SECRETARY OF HEALTH AND HUMAN SERVICES, Defendant-Appellee.No. 94-3124.
United States Court of Appeals, Sixth Circuit.
April 13, 1995.
Before: KENNEDY and NORRIS, Circuit Judges; BECKWITH, District Judge.*
PER CURIAM.
1Plaintiff Stephen Miscevich's action for review of a final decision of the Secretary of Health and Human Services ("Secretary") was dismissed by the District Court when plaintiff failed to file a merits brief within the time provided by the court's scheduling order and after two extensions of time were granted. Plaintiff now appeals, arguing that the court abused its discretion in dismissing this action because other alternatives were available rather than dismissal and because he did not act in bad faith. We agree that dismissal for failure to prosecute was error. However, we affirm the judgment of dismissal since plaintiff is not entitled to the benefits he seeks.
I.
2Plaintiff Stephen Miscevich underwent surgery on February 8, 1988 for removal of a brain tumor. On February 25, 1988, plaintiff applied for Disability Insurance Benefits ("DIB"), alleging that he was unable to work because of the brain tumor and the resulting physical therapy. On August 17, 1989, an administrative law judge for the Social Security Administration awarded him a one-year closed period of disability, beginning January 26, 1988. The ALJ found that Plaintiff's medical condition had improved and that as of January 26, 1989, his medical condition no longer prevented him from performing substantial gainful activity. Plaintiff did not seek review of this decision.

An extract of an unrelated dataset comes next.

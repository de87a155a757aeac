pub mod context;
pub mod job;
pub mod message;
pub mod turn;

3While plaintiff was receiving disability benefits, he also investigated vocational rehabilitation options with the Bureau of Vocational Rehabilitation ("BVR"). Plaintiff first met with the BVR at the end of August 1988. From August, 1988, to July 28, 1989, the BVR considered plaintiff to be in a diagnostic and evaluation status. During this time, the BVR determined that plaintiff could no longer perform the types of jobs he had previously performed and tested him to see if he qualified for participation in a vocational rehabilitation program. The BVR determined on October 3, 1989, that plaintiff qualified for a rehabilitation program involving an art career and placed him on active vocational rehabilitation status. Plaintiff enrolled in the Cleveland Institute of Art in January, 1990.
4Under 42 U.S.C. Sec. 425(b) and 20 C.F.R. Sec. 404.1596(b)(4) (1991), one may receive continuing DIB after disability ceases if that person is actively participating in an approved vocational rehabilitation program. The Secretary determined on July 15, 1992, that plaintiff was not eligible for continued disability payments because he was not on active vocational rehabilitation status when his closed period of disability ended on January 26, 1989. Plaintiff filed a timely complaint pursuant to 42 U.S.C. Sec. 405(g) for judicial review of this decision on September 18, 1992, in the Northern District of Ohio.
5Plaintiff's complaint was referred to a magistrate judge. On September 24, 1992, the magistrate judge issued a scheduling order containing the following language:
65) In those cases in which an answer and transcript is filed plaintiff shall go forward by way of motion seeking reversal of defendant's ruling and/or remand within forty-five (45) days of the filing of defendant's response. No extension beyond that date will be granted other than on motion demonstrating good cause. While a forty-five (45) day period is extended, the Court expects that plaintiff's submission will be made at the earliest possible date....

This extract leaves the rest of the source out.